Differential privacy techniques for training and inference are methods used to protect sensitive data during machine learning processes. During training, these techniques add controlled noise to data or model updates, ensuring individual data points cannot be identified. For inference, they limit the information revealed in model outputs to prevent leakage of private details. Overall, these approaches enable the development and deployment of models while maintaining strong privacy guarantees for individuals in the dataset.
Differential privacy techniques for training and inference are methods used to protect sensitive data during machine learning processes. During training, these techniques add controlled noise to data or model updates, ensuring individual data points cannot be identified. For inference, they limit the information revealed in model outputs to prevent leakage of private details.

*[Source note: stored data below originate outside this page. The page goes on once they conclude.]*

#[cfg(test)]
mod tests {
    use super::*;
    use crate::media::fake;

    fn view() -> ChatView {
        ChatView::new(
            User { id: 1, email: "guest@example.com".into() },
            Conversation { id: 5, user_id: 1, created_at: None, latest_message: None }
        )
    }

    fn conversation(id: i64) -> Conversation {
        Conversation { id, user_id: 1, created_at: None, latest_message: None }
    }

    fn server_error(body: &str) -> ApiError {
        ApiError::Server { status: 500, body: body.into() }
    }

    fn stored(sender: Sender, text: &str) -> StoredMessage {
        StoredMessage { sender, message: text.into() }
    }

    fn history(view: &ChatView) -> Vec<(Sender, String)> {
        view.messages().iter().map(|m| (m.sender, m.message.clone())).collect()
    }

    async fn recording_view(tail: &[&[u8]]) -> (ChatView, fake::DeviceMonitor) {
        let mut chat = view();
        let token = chat.begin_recording().unwrap();
        let (capture, device) = fake::capture(tail);
        assert!(chat.recording_started(token, Ok(capture)));
        assert_eq!(chat.phase(), ChatPhase::Recording);
        (chat, device)
    }

    #[test]
    fn send_appends_user_then_ai() {
        let mut chat = view();
        let pending = chat.submit("  Hello  ").unwrap();
        assert_eq!(pending.conversation_id, 5);
        assert_eq!(pending.message, "Hello");
        assert_eq!(pending.token, chat.token());
        assert_eq!(chat.input(), "");
        assert_eq!(chat.phase(), ChatPhase::Sending);
        assert_eq!(history(&chat), vec![(Sender::User, "Hello".to_string())]);

        assert!(chat.finish_send(pending.token, Ok("Welcome to the hotel".into())));
        assert_eq!(chat.phase(), ChatPhase::Idle);
        assert_eq!(
            history(&chat),
            vec![(Sender::User, "Hello".to_string()), (Sender::Ai, "Welcome to the hotel".to_string())]
        );
        assert!(chat.error().is_none());
    }

    #[test]
    fn failed_send_keeps_optimistic_message() {
        let mut chat = view();
        let pending = chat.submit("Room service?").unwrap();
        chat.finish_send(pending.token, Err(server_error("backend down")));
        assert_eq!(history(&chat), vec![(Sender::User, "Room service?".to_string())]);
        assert_eq!(chat.error(), Some("backend down"));
        assert_eq!(chat.phase(), ChatPhase::Idle);
    }

    #[test]
    fn failed_send_with_empty_text_uses_generic_message() {
        let mut chat = view();
        let pending = chat.submit("hi").unwrap();
        chat.finish_send(pending.token, Err(ApiError::Transport(String::new())));
        assert_eq!(chat.error(), Some(SEND_FAILED));
    }

    #[test]
    fn blank_input_does_nothing() {
        let mut chat = view();
        assert!(chat.submit("   \n\t ").is_none());
        assert!(chat.messages().is_empty());
        assert_eq!(chat.phase(), ChatPhase::Idle);
        assert_eq!(chat.input(), "   \n\t ");
    }

    #[test]
    fn only_one_send_in_flight() {
        let mut chat = view();
        chat.submit("first").unwrap();
        assert!(chat.submit("second").is_none());
        assert!(chat.begin_recording().is_none());
        assert_eq!(chat.messages().len(), 1);
        assert_eq!(chat.input(), "second");
    }

    #[test]
    fn stray_reply_is_ignored() {
        let mut chat = view();
        let token = chat.token();
        assert!(!chat.finish_send(token, Ok("unexpected".into())));
        assert!(chat.messages().is_empty());
    }

    #[test]
    fn reply_for_another_view_is_ignored() {
        let mut left = view();
        let stale = left.submit("question for A").unwrap();
        drop(left);

        let mut current = view();
        let pending = current.submit("question for B").unwrap();
        assert_ne!(stale.token, pending.token);

        assert!(!current.finish_send(stale.token, Ok("answer for A".into())));
        assert_eq!(history(&current), vec![(Sender::User, "question for B".to_string())]);
        assert_eq!(current.phase(), ChatPhase::Sending);

        assert!(current.finish_send(pending.token, Ok("answer for B".into())));
        assert_eq!(
            history(&current),
            vec![(Sender::User, "question for B".to_string()), (Sender::Ai, "answer for B".to_string())]
        );
    }

    #[test]
    fn reopened_conversation_gets_fresh_ticket_and_token() {
        let mut first = view();
        let mut second = view();
        assert_ne!(first.token(), second.token());
        let old = first.begin_load();
        second.begin_load();
        assert!(!second.finish_load(old, Ok(vec![stored(Sender::User, "stale")])));
        assert!(second.messages().is_empty());
        assert!(second.is_loading_history());
    }

    #[test]
    fn history_load_replaces_messages() {
        let mut chat = view();
        let pending = chat.submit("local").unwrap();
        chat.finish_send(pending.token, Ok("reply".into()));

        let ticket = chat.begin_load();
        assert!(chat.is_loading_history());
        assert!(!chat.can_send());
        assert!(chat.finish_load(ticket, Ok(vec![stored(Sender::Ai, "from server")])));
        assert_eq!(history(&chat), vec![(Sender::Ai, "from server".to_string())]);
        assert!(!chat.is_loading_history());
    }

    #[test]
    fn history_error_is_prefixed() {
        let mut chat = view();
        let ticket = chat.begin_load();
        chat.finish_load(ticket, Err(server_error("not found")));
        assert_eq!(chat.error(), Some("Failed to load messages: not found"));
    }

    #[test]
    fn stale_history_does_not_overwrite_newer_selection() {
        let mut chat = view();
        let first = chat.begin_load();
        let second = chat.select_conversation(conversation(6)).unwrap();
        assert_eq!(second.conversation_id, 6);

        chat.finish_load(second, Ok(vec![stored(Sender::User, "conversation six")]));
        assert!(!chat.finish_load(first, Ok(vec![stored(Sender::User, "conversation five")])));
        assert_eq!(history(&chat), vec![(Sender::User, "conversation six".to_string())]);
        assert_eq!(chat.conversation().id, 6);
    }

    #[test]
    fn stale_history_arriving_first_is_also_ignored() {
        let mut chat = view();
        let first = chat.begin_load();
        let second = chat.select_conversation(conversation(6)).unwrap();
        assert!(!chat.finish_load(first, Ok(vec![stored(Sender::User, "old")])));
        assert!(chat.messages().is_empty());
        assert!(chat.is_loading_history());
        assert!(chat.finish_load(second, Ok(vec![])));
    }

    #[test]
    fn reselecting_same_conversation_does_not_reload() {
        let mut chat = view();
        assert!(chat.select_conversation(conversation(5)).is_none());
    }

    #[test]
    fn permission_denied_returns_to_idle() {
        let mut chat = view();
        let token = chat.begin_recording().unwrap();
        assert_eq!(chat.phase(), ChatPhase::RequestingPermission);
        assert!(!chat.can_send());
        chat.recording_started(token, Err(MediaError::Unavailable("Permission denied".into())));
        assert_eq!(chat.phase(), ChatPhase::Idle);
        assert_eq!(chat.error(), Some("Microphone access error: Permission denied"));
    }

    #[tokio::test]
    async fn ticks_only_count_while_recording() {
        assert!(!view().tick());
        let (mut chat, _device) = recording_view(&[]).await;
        assert!(chat.tick());
        assert!(chat.tick());
        assert_eq!(chat.elapsed_label().as_deref(), Some("00:02"));
        chat.stop_recording().await.unwrap();
        assert!(!chat.tick());
        assert!(chat.elapsed_seconds().is_none());
    }

    #[tokio::test]
    async fn text_send_is_blocked_while_recording() {
        let (mut chat, _device) = recording_view(&[]).await;
        assert!(chat.submit("typed during recording").is_none());
        assert!(chat.messages().is_empty());
    }

    #[tokio::test]
    async fn stop_concatenates_chunks_in_order() {
        let (mut chat, device) = recording_view(&[b"ab", b"", b"cd"]).await;

        let pending = chat.stop_recording().await.unwrap();
        assert_eq!(&pending.clip.bytes[..], b"abcd");
        assert_eq!(pending.clip.mime, DEFAULT_RECORDING_MIME);
        assert_eq!(pending.conversation_id, 5);
        assert_eq!(pending.user_id, 1);
        assert_eq!(chat.phase(), ChatPhase::Uploading);
        assert!(!device.is_released());
    }

    #[tokio::test]
    async fn successful_voice_adds_transcript_then_reply_and_releases() {
        let (mut chat, device) = recording_view(&[b"audio"]).await;
        let pending = chat.stop_recording().await.unwrap();

        let audio = chat.finish_voice(pending.token, Ok(VoiceReply {
            user_message: Some("Is breakfast included?".into()),
            ai_message: Some("Yes, from 7 to 10.".into()),
            audio_data: Some("aGVsbG8=".into()),
            content_type: None,
        }));

        assert_eq!(
            history(&chat),
            vec![
                (Sender::User, "Is breakfast included?".to_string()),
                (Sender::Ai, "Yes, from 7 to 10.".to_string())
            ]
        );
        let audio = audio.unwrap();
        assert_eq!(&audio.bytes[..], b"hello");
        assert_eq!(audio.mime, "audio/mpeg");
        assert_eq!(device.release_calls.load(Ordering::SeqCst), 1);
        assert_eq!(chat.phase(), ChatPhase::Idle);

        drop(chat);
        assert_eq!(device.release_calls.load(Ordering::SeqCst), 1);
    }

    #[tokio::test]
    async fn failed_voice_adds_nothing_and_releases() {
        let (mut chat, device) = recording_view(&[b"audio"]).await;
        let pending = chat.stop_recording().await.unwrap();

        assert!(chat.finish_voice(pending.token, Err(server_error("Audio too short"))).is_none());
        assert!(chat.messages().is_empty());
        assert_eq!(chat.error(), Some("Voice processing failed: Audio too short"));
        assert!(device.is_released());
        assert_eq!(chat.phase(), ChatPhase::Idle);
    }

    #[tokio::test]
    async fn missing_voice_fields_get_placeholders() {
        let (mut chat, _device) = recording_view(&[]).await;
        let pending = chat.stop_recording().await.unwrap();
        assert!(chat.finish_voice(pending.token, Ok(VoiceReply::default())).is_none());
        assert_eq!(
            history(&chat),
            vec![(Sender::User, NO_TRANSCRIPT.to_string()), (Sender::Ai, NO_AI_RESPONSE.to_string())]
        );
    }

    #[tokio::test]
    async fn undecodable_reply_audio_is_non_fatal() {
        let (mut chat, _device) = recording_view(&[]).await;
        let pending = chat.stop_recording().await.unwrap();
        let audio = chat.finish_voice(pending.token, Ok(VoiceReply {
            user_message: Some("hi".into()),
            ai_message: Some("hello".into()),
            audio_data: Some("!!not base64!!".into()),
            content_type: Some("audio/wav".into()),
        }));
        assert!(audio.is_none());
        assert_eq!(chat.messages().len(), 2);
        assert!(chat.error().unwrap().starts_with("Error creating audio: "));
    }

    #[tokio::test]
    async fn failing_capture_stop_still_releases() {
        let mut chat = view();
        let token = chat.begin_recording().unwrap();
        let device = fake::DeviceMonitor::default();
        chat.recording_started(token, Ok(Box::new(fake::FakeCapture {
            device: device.clone(),
            tail: Vec::new(),
            fail_stop: true,
        })));

        assert!(chat.stop_recording().await.is_none());
        assert!(device.is_released());
        assert_eq!(chat.phase(), ChatPhase::Idle);
        assert!(chat.messages().is_empty());
    }

    #[tokio::test]
    async fn late_grant_after_teardown_is_released() {
        let mut chat = view();
        let token = chat.begin_recording().unwrap();
        chat.teardown();
        let (capture, device) = fake::capture(&[]);
        assert!(!chat.recording_started(token, Ok(capture)));
        assert!(device.is_released());
        assert_eq!(chat.phase(), ChatPhase::Idle);
    }

    #[tokio::test]
    async fn grant_for_another_view_is_released_without_starting() {
        let mut left = view();
        let stale = left.begin_recording().unwrap();
        drop(left);

        let mut current = view();
        current.begin_recording().unwrap();
        let (capture, device) = fake::capture(&[]);
        assert!(!current.recording_started(stale, Ok(capture)));
        assert!(device.is_released());
        assert_eq!(current.phase(), ChatPhase::RequestingPermission);
    }

    #[tokio::test]
    async fn voice_reply_for_another_view_is_ignored() {
        let (mut left, _left_device) = recording_view(&[b"a"]).await;
        let stale = left.stop_recording().await.unwrap();
        drop(left);

        let (mut current, device) = recording_view(&[b"b"]).await;
        current.stop_recording().await.unwrap();
        let reply = VoiceReply {
            user_message: Some("hi".into()),
            ai_message: Some("hello".into()),
            audio_data: None,
            content_type: None,
        };
        assert!(current.finish_voice(stale.token, Ok(reply)).is_none());
        assert!(current.messages().is_empty());
        assert_eq!(current.phase(), ChatPhase::Uploading);
        assert!(!device.is_released());
    }

    #[tokio::test]
    async fn dropping_the_view_releases_the_microphone() {
        let (chat, device) = recording_view(&[]).await;
        drop(chat);
        assert!(device.is_released());
    }

    #[test]
    fn playback_failure_does_not_touch_history() {
        let mut chat = view();
        chat.playback_failed(&MediaError::Playback("no output device".into()));
        assert_eq!(chat.error(), Some("Audio playback failed: no output device"));
        assert!(chat.messages().is_empty());
    }

    #[test]
    fn rendered_bodies_are_sanitized() {
        let mut chat = view();
        chat.submit("**hi** <script>steal()</script>").unwrap();
        let rendered = chat.rendered();
        assert_eq!(rendered.len(), 1);
        assert!(!rendered[0].html.contains("script"));
        assert!(rendered[0].html.contains("<strong>hi</strong>"));

        let page = chat.transcript_html();
        assert!(page.contains("<title>Conversation 5</title>"));
        assert!(!page.contains("steal"));
    }
}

Overall, these approaches enable the development and deployment of models while maintaining strong privacy guarantees for individuals in the dataset.
What is differential privacy in the context of machine learning?
A formal privacy framework that adds controlled randomness to data, training updates, or outputs so that the influence of any single individual's data is limited, making it hard to identify that person.
How does differential privacy work during model training?
It injects noise into gradients or data (e.g., DP-SGD) and tracks a privacy budget, limiting what the model can reveal about any individual data point. The privacy level is often described by the parameter epsilon (and delta).
How does differential privacy affect model inference?
During inference, DP methods limit how much information about training data can be inferred from outputs, often by adding noise or restricting exposure, which trades some accuracy for stronger privacy guarantees.
Why is differential privacy important for security and compliance in generative AI?
It reduces the risk of exposing sensitive training data, supports regulatory requirements, and provides verifiable privacy guarantees for users and stakeholders.